When I was a teenager and taking lessons on a TB, he was getting very ring sour. My instructor had every student who rode him, lunge him half an hour before the lesson to get the bugs out, with the same idea, if he is going to buck, get it out on the lunge. Well that horse got in excellent shape, and it did nothing to stop his bad behaviour. 

There must be an underlying cause, a pain issue, saddle fit, etc. 

I agree with whoever suggested a round pen, that is a great tool, and that poster had great advice.
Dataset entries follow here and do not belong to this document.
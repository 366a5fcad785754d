//! Merging candidates that describe the same entity

use crate::models::{CandidateRecord, EntityKind, EntityRef, ExternalRef, Provenance};
use serde_json::Value;
use std::cmp::Ordering;
use std::collections::BTreeMap;

/// Sources in descending authority
#[derive(Debug, Clone, Default)]
pub struct SourcePriority {
    order: Vec<String>,
}

impl SourcePriority {
    pub fn new(order: Vec<String>) -> Self {
        Self { order }
    }

    /// Lower is more authoritative; unlisted sources rank last
    pub fn rank(&self, source: &str) -> usize {
        self.order
            .iter()
            .position(|s| s == source)
            .unwrap_or(self.order.len())
    }

    /// Whether an observation `a` should replace an observation `b`
    pub fn prefers(&self, a: &Provenance, b: &Provenance) -> bool {
        match self.rank(&a.source).cmp(&self.rank(&b.source)) {
            Ordering::Less => true,
            Ordering::Greater => false,
            Ordering::Equal => a.fetched_at > b.fetched_at,
        }
    }
}

/// All candidates of one canonical entity within a batch, folded field by field
#[derive(Debug, Clone)]
pub struct MergedCandidate {
    pub kind: EntityKind,
    pub id: String,
    pub fields: BTreeMap<String, (Value, Provenance)>,
    pub refs: BTreeMap<String, (EntityRef, Provenance)>,
    pub external_refs: Vec<ExternalRef>,
    pub records: Vec<CandidateRecord>,
}

impl MergedCandidate {
    pub fn new(kind: EntityKind, id: String) -> Self {
        Self {
            kind,
            id,
            fields: BTreeMap::new(),
            refs: BTreeMap::new(),
            external_refs: Vec::new(),
            records: Vec::new(),
        }
    }

    pub fn absorb(&mut self, record: CandidateRecord, priority: &SourcePriority) {
        let prov = &record.provenance;

        for (name, value) in &record.fields {
            let replace = match self.fields.get(name) {
                Some((_, current)) => priority.prefers(prov, current),
                None => true,
            };
            if replace {
                self.fields
                    .insert(name.clone(), (value.clone(), prov.clone()));
            }
        }

        for (name, target) in &record.refs {
            let replace = match self.refs.get(name) {
                Some((_, current)) => priority.prefers(prov, current),
                None => true,
            };
            if replace {
                self.refs.insert(name.clone(), (target.clone(), prov.clone()));
            }
        }

        let external = ExternalRef {
            source: prov.source.clone(),
            external_ref: record.external_ref.clone(),
        };
        if !self.external_refs.contains(&external) {
            self.external_refs.push(external);
        }
        self.records.push(record);
    }
}

#[cfg(test)]
mod tests {
    use super::*;
    use chrono::{Duration, Utc};

    fn prov(source: &str, age_secs: i64) -> Provenance {
        Provenance {
            source: source.to_string(),
            fetched_at: Utc::now() - Duration::seconds(age_secs),
            snapshot_id: None,
        }
    }

    #[test]
    fn test_rank_and_ties() {
        let priority = SourcePriority::new(vec!["vlr".to_string(), "liquipedia".to_string()]);
        assert_eq!(priority.rank("vlr"), 0);
        assert_eq!(priority.rank("unknown"), 2);

        assert!(priority.prefers(&prov("vlr", 100), &prov("liquipedia", 0)));
        assert!(!priority.prefers(&prov("liquipedia", 0), &prov("vlr", 100)));
        assert!(priority.prefers(&prov("vlr", 0), &prov("vlr", 100)));
        assert!(!priority.prefers(&prov("vlr", 100), &prov("vlr", 0)));
    }

    #[test]
    fn test_fields_follow_priority_independently() {
        let priority = SourcePriority::new(vec!["vlr".to_string(), "liquipedia".to_string()]);
        let mut merged = MergedCandidate::new(EntityKind::Team, "t".to_string());

        merged.absorb(
            CandidateRecord::new(EntityKind::Team, "Sentinels", prov("liquipedia", 0))
                .with_field("name", Some("Sentinels"))
                .with_field("region", Some("North America")),
            &priority,
        );
        merged.absorb(
            CandidateRecord::new(EntityKind::Team, "2", prov("vlr", 60))
                .with_field("name", Some("Sentinels"))
                .with_field("tag", Some("SEN")),
            &priority,
        );

        assert_eq!(merged.fields["name"].1.source, "vlr");
        assert_eq!(merged.fields["tag"].0, Value::from("SEN"));
        // Only liquipedia saw the region, so it stays
        assert_eq!(merged.fields["region"].1.source, "liquipedia");
        assert_eq!(merged.external_refs.len(), 2);
        assert_eq!(merged.records.len(), 2);
    }
}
Good luck and don't give up!


----------



## HollyBubbles (Jun 22, 2009)

CJ82Sky said:


> what does the saddle look like w/o a pad?
> here's what would help in terms of pictures (taken from equi-eval.com):
> Saddle Images
> First, please be sure your horse is clean, groomed and trimmed and that you have something to stand on while taking these pictures to ensure that you can get the necessary angles. All pictures should be taken on solid, level ground with adequate lighting so that the way the saddle lays on the horse’s back can be clearly seen. All pictures should be taken without a saddle pad or girth to assess the true fit of the saddle on the horse.
> ...


 
I will do the photo's when I can, I'm very busy now with level 2 NCEA (darn school, but I'm not going to drop out), and the fact that Mitch isn't even with me right now makes a bit difficult to take photos of him haha.
When he comes home I will try to do the pictures.

When you say you think it could pinch behind the shoulders, how do you mean? and does that suggest he should have a wider gullet?

and while I think about it... Is it possible that it could be me causing him pain? Being that I will never have the most amazing position out there because I have scoliosis both ways and one side of my pelvis is smaller than the other, so naturally I ride crooked whether I like it or not... And because of it, I ALWAYS fall off/get thrown off the right hand side.

I've put on a recent picture of me riding him, but only one as I only really have pics of me riding bubbles in that saddle. Now I know my position will probably be frowned upon, and my hands are discusting and i'm leaning forwards something terrible, and I do my best to correct it but I'm limited to how much I can correct it even with a trainer. -And that particular day he had this thing about keeping his head near to the ground because there were flies around so my hands were up trying to keep his head up, it worked mostly.


----------



## CJ82Sky (Dec 19, 2008)

super hard to say if it's you causing it and even if it is - such a big reaction is not deserved.

as for saddle - often what gives wither clearance will then be too narrow for the shoulder. get wider in the gullet and fit the shoulder but then hit the withers/spine. makes for a tough to fit horse.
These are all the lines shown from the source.